Last week, The New Paper ran a story on the famous Zam Zam and Victory restaurants taking to a "drive-thru" operation to accommodate increased orders during Ramadan.
While these sellers have more than 200 years of experience between them, how do they compare with lesser-known names?
We set photographer and murtabak enthusiast Ariffin Jamar on a blind taste test challenge: Four different mutton murtabak, $6 each, plain plates, no gravy.
Here's how they fared.
709, North Bridge Road
At first glance, this looks like it'd give you the most bang for your buck.
Instead of just mutton as a filling, this has additional minced meat on the outside.
Despite looking a little charred, it is not crispy enough for my liking.
At first bite, the strong flavours of mutton and egg are overpowering. I can't even taste a hint of onion. I'm not a big fan of onions, but I'd still prefer to have a bit of it in my murtabak.
Score: 3.5 out of 5
Zam Zam Restaurant
697-699, North Bridge Road
Just on presentation alone, this wins hands down. It's packed perfectly in crisp white paper lined with banana leaf, which enhances the aroma.
But under our test conditions (served on plain paper plates), it looks paler than the others.
The murtabak itself is perfectly packed - the filling is neatly stuffed into the dough. And the portions of ingredients are just right.
But taste-wise, I find the mutton overpowered by too much spice.
Score: 3 out of 5
Adam Road Food Centre
Never judge a murtabak by its wrapper. Compared with the others, this one looks hastily wrapped in brown paper.

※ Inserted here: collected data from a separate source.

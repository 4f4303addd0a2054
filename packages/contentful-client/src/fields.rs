//! Total accessors over untyped field values.
//!
//! Each accessor checks the runtime JSON type and returns `None` (or an empty
//! collection) on mismatch. None of them coerce between types.

use serde_json::{Map, Value};

pub fn get_string(value: Option<&Value>) -> Option<String> {
    value.and_then(Value::as_str).map(str::to_owned)
}

pub fn get_number(value: Option<&Value>) -> Option<f64> {
    value.and_then(Value::as_f64)
}

pub fn get_bool(value: Option<&Value>) -> Option<bool> {
    value.and_then(Value::as_bool)
}

/// String elements of an array; non-string elements are dropped.
pub fn get_string_array(value: Option<&Value>) -> Vec<String> {
    match value {
        Some(Value::Array(items)) => items
            .iter()
            .filter_map(Value::as_str)
            .map(str::to_owned)
            .collect(),
        _ => Vec::new(),
    }
}

pub fn get_object(value: Option<&Value>) -> Option<&Map<String, Value>> {
    value.and_then(Value::as_object)
}

/// First present string among `keys`.
pub(crate) fn first_string(fields: &Map<String, Value>, keys: &[&str]) -> Option<String> {
    keys.iter().find_map(|key| get_string(fields.get(*key)))
}

#[cfg(test)]
mod tests {
    use super::*;
    use serde_json::json;

    #[test]
    fn test_accessors_reject_wrong_types() {
        assert_eq!(get_string(Some(&json!(42))), None);
        assert_eq!(get_number(Some(&json!("42"))), None);
        assert_eq!(get_bool(Some(&json!("true"))), None);
        assert_eq!(get_string(None), None);
    }

    #[test]
    fn test_accessors_accept_matching_types() {
        assert_eq!(get_string(Some(&json!("x"))), Some("x".to_string()));
        assert_eq!(get_number(Some(&json!(3))), Some(3.0));
        assert_eq!(get_number(Some(&json!(-1.5))), Some(-1.5));
        assert_eq!(get_bool(Some(&json!(false))), Some(false));
    }

    #[test]
    fn test_string_array_filters_non_strings() {
        let value = json!(["rust", 7, null, "cli", { "a": 1 }]);
        assert_eq!(get_string_array(Some(&value)), vec!["rust", "cli"]);
        assert!(get_string_array(Some(&json!("rust"))).is_empty());
        assert!(get_string_array(None).is_empty());
    }

    #[test]
    fn test_first_string_falls_through() {
        let fields = json!({ "internalName": 1, "slug": "fallback" });
        let fields = fields.as_object().unwrap();
        assert_eq!(
            first_string(fields, &["internalName", "slug"]),
            Some("fallback".to_string())
        );
        assert_eq!(first_string(fields, &["missing"]), None);
    }
}
//! Normalizers from raw entries to typed view-model entities.

use serde_json::Value;

use crate::fields::{first_string, get_bool, get_number, get_object, get_string, get_string_array};
use crate::lookup::{link_from_value, resolve_asset_url};
use crate::types::{
    CategoryCache, LookupTables, RawEntry, ResourceCategory, ResourceItem, ResourceMetric,
};

const DEFAULT_CATEGORY_TITLE: &str = "Category";
const DEFAULT_RESOURCE_NAME: &str = "Resource";
const DEFAULT_RESOURCE_TYPE: &str = "tool";
const DEFAULT_METRIC_LABEL: &str = "Metric";

/// Normalize a `resourceCategory` entry. `None` only when the entry or its id is absent.
pub fn to_category(entry: Option<&RawEntry>) -> Option<ResourceCategory> {
    let entry = entry?;
    let id = entry.id()?.to_string();
    let fields = &entry.fields;

    let slug = get_string(fields.get("slug"));
    Some(ResourceCategory {
        title: get_string(fields.get("internalName"))
            .or_else(|| slug.clone())
            .unwrap_or_else(|| DEFAULT_CATEGORY_TITLE.to_string()),
        slug: slug.unwrap_or_else(|| id.clone()),
        summary: get_string(fields.get("summary")),
        icon: get_string(fields.get("icon")),
        theme_color: get_string(fields.get("themeColor")),
        weight: get_number(fields.get("weight")),
        id,
    })
}

/// Normalize the free-form `metrics` object.
pub fn normalize_metric(raw: Option<&Value>) -> Option<ResourceMetric> {
    let metric = get_object(raw)?;
    let label = get_string(metric.get("label"));
    let value = get_string(metric.get("value"));

    let blank = |s: &Option<String>| s.as_deref().map_or(true, str::is_empty);
    if blank(&label) && blank(&value) {
        return None;
    }

    Some(ResourceMetric {
        label: label.unwrap_or_else(|| DEFAULT_METRIC_LABEL.to_string()),
        value: value.unwrap_or_default(),
        helper: first_string(metric, &["helper", "description"]),
    })
}

/// Normalize a `resourceEntry` entry, resolving its category and logo.
///
/// The category is looked up in `cache` first. On a miss it is resolved from
/// `lookup`, normalized, and stored in `cache`.
pub fn to_resource(
    entry: Option<&RawEntry>,
    lookup: &LookupTables,
    cache: &mut CategoryCache,
) -> Option<ResourceItem> {
    let entry = entry?;
    let id = entry.id()?.to_string();
    let fields = &entry.fields;

    let category_id = link_from_value(fields.get("category"))
        .and_then(|link| link.id().map(str::to_owned));
    let category = category_id
        .as_deref()
        .and_then(|category_id| resolve_category(category_id, lookup, cache));

    let logo = link_from_value(fields.get("logo"));
    let slug = get_string(fields.get("slug"));

    Some(ResourceItem {
        name: first_string(fields, &["internalName", "slug"])
            .unwrap_or_else(|| DEFAULT_RESOURCE_NAME.to_string()),
        slug: slug.unwrap_or_else(|| id.clone()),
        summary: get_string(fields.get("summary")),
        url: get_string(fields.get("url")).unwrap_or_default(),
        resource_type: get_string(fields.get("resourceType"))
            .unwrap_or_else(|| DEFAULT_RESOURCE_TYPE.to_string()),
        difficulty: get_string(fields.get("difficulty")),
        tags: get_string_array(fields.get("tags")),
        cta_label: get_string(fields.get("ctaLabel")),
        cta_url: get_string(fields.get("ctaUrl")),
        highlighted: get_bool(fields.get("highlighted")).unwrap_or(false),
        last_reviewed: get_string(fields.get("lastReviewed")),
        metrics: normalize_metric(fields.get("metrics")),
        logo_url: resolve_asset_url(logo.as_ref(), lookup),
        category_id,
        category,
        id,
    })
}

fn resolve_category(
    category_id: &str,
    lookup: &LookupTables,
    cache: &mut CategoryCache,
) -> Option<ResourceCategory> {
    if let Some(cached) = cache.get(category_id) {
        return Some(cached.clone());
    }

    let category = to_category(lookup.entries.get(category_id))?;
    cache.insert(category_id.to_string(), category.clone());
    Some(category)
}
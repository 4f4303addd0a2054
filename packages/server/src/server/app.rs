//! Application setup and server configuration.

use std::sync::Arc;
use std::time::Duration;

use axum::{
    extract::Extension,
    http::{header::CONTENT_TYPE, Method},
    routing::get,
    Router,
};
use contentful_client::{ContentfulClient, EntrySource};
use tower_http::cors::CorsLayer;
use tower_http::timeout::TimeoutLayer;
use tower_http::trace::TraceLayer;

use crate::config::Config;
use crate::server::routes::{contentful_handler, health_handler};

/// Shared application state
#[derive(Clone)]
pub struct AppState {
    /// Entry source for page assembly; `None` when Contentful is unconfigured.
    pub source: Option<Arc<dyn EntrySource>>,
    pub default_slug: String,
}

impl AppState {
    pub fn new(source: Option<Arc<dyn EntrySource>>, default_slug: impl Into<String>) -> Self {
        Self {
            source,
            default_slug: default_slug.into(),
        }
    }

    /// Build state from configuration, creating the HTTP client if possible.
    pub fn from_config(config: &Config) -> Self {
        let source = config.contentful.clone().and_then(|contentful| {
            match ContentfulClient::new(contentful) {
                Ok(client) => Some(Arc::new(client) as Arc<dyn EntrySource>),
                Err(e) => {
                    tracing::warn!(error = %e, "Contentful client disabled");
                    None
                }
            }
        });

        Self::new(source, config.default_slug.clone())
    }
}

/// Build the Axum application router
pub fn build_app(state: AppState, request_timeout: Duration) -> Router {
    // CORS configuration - read-only API, any origin
    let cors = CorsLayer::new()
        .allow_origin(tower_http::cors::Any)
        .allow_methods([Method::GET])
        .allow_headers([CONTENT_TYPE]);

    Router::new()
        .route("/health", get(health_handler))
        .route("/api/contentful", get(contentful_handler))
        .layer(Extension(state))
        .layer(TimeoutLayer::new(request_timeout))
        .layer(cors)
        .layer(TraceLayer::new_for_http())
}
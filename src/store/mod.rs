//! Persistence collaborator for drones and their audit trail
//!
//! This module handles:
//! - Drone records keyed by id, with unique serial numbers
//! - Append-only audit entries owned by their drone
//! - Atomic commit of a state change together with its audit entry

mod memory;
mod traits;

pub use memory::MemoryStore;
pub use traits::{FleetStore, StoreError};
//! Loading validator - gates the IDLE -> LOADED transition

use super::service::DispatchService;
use dispatch_shared::{
    limits, state_machine::DeliveryEvent, DispatchError, Drone, DroneId, DroneState, Medication,
};
use std::collections::HashSet;
use tracing::warn;

/// Reject empty or duplicated reference lists
fn check_references(references: &[String]) -> Result<(), DispatchError> {
    if references.is_empty() {
        return Err(DispatchError::Validation(
            "at least one medication reference is required".into(),
        ));
    }
    let mut seen = HashSet::new();
    if let Some(dup) = references.iter().find(|r| !seen.insert(r.as_str())) {
        return Err(DispatchError::Validation(format!(
            "duplicate medication reference: {dup}"
        )));
    }
    Ok(())
}

/// Battery and state checks, run before the drone leaves IDLE
fn check_ready(drone: &Drone) -> Result<(), DispatchError> {
    if drone.battery_capacity < limits::MIN_LOAD_BATTERY_PERCENT {
        return Err(DispatchError::Precondition(format!(
            "Battery below {}% ({}%)",
            limits::MIN_LOAD_BATTERY_PERCENT,
            drone.battery_capacity
        )));
    }
    if drone.state != DroneState::Idle {
        return Err(DispatchError::Precondition(format!(
            "Drone not idle (state: {})",
            drone.state
        )));
    }
    Ok(())
}

/// Every reference must resolve to exactly one entry
fn check_resolved(references: &[String], resolved: &[Medication]) -> Result<(), DispatchError> {
    if resolved.len() == references.len() {
        return Ok(());
    }
    let found: HashSet<&str> = resolved.iter().map(|m| m.code.as_str()).collect();
    let missing: Vec<&str> = references
        .iter()
        .map(String::as_str)
        .filter(|r| !found.contains(r))
        .collect();
    Err(DispatchError::NotFound(format!(
        "One or more medications not found: {}",
        missing.join(", ")
    )))
}

fn check_weight(drone: &Drone, medications: &[Medication]) -> Result<(), DispatchError> {
    let total: u64 = medications.iter().map(|m| u64::from(m.weight)).sum();
    if total > u64::from(drone.weight_limit) {
        return Err(DispatchError::Precondition(format!(
            "Weight {}g exceeds {}g",
            total, drone.weight_limit
        )));
    }
    Ok(())
}

impl DispatchService {
    /// Load a drone with the referenced medications.
    ///
    /// The drone passes through LOADING before the payload is resolved and
    /// weighed. If resolution or the weight check fails the drone stays in
    /// LOADING; callers must re-read the drone after a failed load.
    pub async fn load_drone(
        &self,
        id: &DroneId,
        references: &[String],
    ) -> Result<Drone, DispatchError> {
        check_references(references)?;
        let (_guard, mut drone) = self.lock_drone(id).await?;

        if let Err(e) = check_ready(&drone) {
            warn!("[LOAD] drone {} rejected: {}", drone.serial_number, e);
            return Err(e);
        }

        self.record_state_change(&mut drone, DeliveryEvent::LoadStarted)
            .await?;

        let medications = self.catalog.resolve_medications(references).await?;
        let checked = check_resolved(references, &medications)
            .and_then(|()| check_weight(&drone, &medications));
        if let Err(e) = checked {
            warn!(
                "[LOAD] drone {} left in {}: {}",
                drone.serial_number, drone.state, e
            );
            return Err(e);
        }

        drone.medications = medications;
        self.record_state_change(&mut drone, DeliveryEvent::LoadCompleted)
            .await?;
        Ok(drone)
    }
}
//! Query filters

use dispatch_shared::{Drone, DroneId, DroneModel, DroneState};

/// State constraint on a drone listing
#[derive(Debug, Clone, Copy, PartialEq, Eq)]
pub enum StateFilter {
    /// Exactly this state
    Is(DroneState),
    /// Idle and charged enough to be loaded
    Available,
}

impl StateFilter {
    /// Parse a query value. Unrecognized values yield `None` (no constraint).
    pub fn parse(value: &str) -> Option<Self> {
        if value.trim().eq_ignore_ascii_case("available") {
            return Some(StateFilter::Available);
        }
        value.parse().ok().map(StateFilter::Is)
    }

    fn matches(&self, drone: &Drone) -> bool {
        match self {
            StateFilter::Is(state) => drone.state == *state,
            StateFilter::Available => drone.is_available(),
        }
    }
}

#[derive(Debug, Clone, Default, PartialEq, Eq)]
pub struct DroneFilter {
    pub state: Option<StateFilter>,
    pub model: Option<DroneModel>,
}

impl DroneFilter {
    /// Build a filter from raw query strings, dropping values that don't parse
    pub fn from_query(state: Option<&str>, model: Option<&str>) -> Self {
        Self {
            state: state.and_then(StateFilter::parse),
            model: model.and_then(|m| m.parse().ok()),
        }
    }

    pub fn matches(&self, drone: &Drone) -> bool {
        self.state.map_or(true, |s| s.matches(drone))
            && self.model.map_or(true, |m| drone.model == m)
    }
}

#[derive(Debug, Clone, Default, PartialEq, Eq)]
pub struct MedicationFilter {
    /// Only medications currently loaded on this drone
    pub drone_id: Option<DroneId>,
}
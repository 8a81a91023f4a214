//! Medication catalog collaborator
//!
//! The dispatch core only needs to resolve medication references and to
//! list catalog entries; record management lives behind this interface.

mod memory;

pub use memory::MemoryCatalog;

use async_trait::async_trait;
use dispatch_shared::{DispatchError, Medication};

/// Lookup interface consumed by the loading validator and fleet queries
#[async_trait]
pub trait MedicationCatalog: Send + Sync {
    /// Resolve opaque references to catalog entries.
    ///
    /// Returns only the references that resolve; a result shorter than the
    /// request means some references are unknown.
    async fn resolve_medications(
        &self,
        references: &[String],
    ) -> Result<Vec<Medication>, DispatchError>;

    /// All catalog entries
    async fn list_medications(&self) -> Result<Vec<Medication>, DispatchError>;
}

On the plate, the filling spills out till it almost looks like a topping.
This has a crispy crust and instead of the traditional minced meat, it contains generous chunks of mutton. The onion, sliced instead of diced, looks aplenty but is surprisingly subtle.
The best way to describe this is as a marriage between a murtabak and a meat lover's pizza.
Score: 4.5 out of 5
701, North Bridge Road
Also packed in banana leaf and white paper, this murtabak is good looking. You can see the years of fine-tuning that have gone into this.
It seems to have every classic trait of a murtabak - a strong smell of onion and brittle bits that fall off when you pick up a piece.
But it falls short in taste - it is too greasy and lacking in flavour.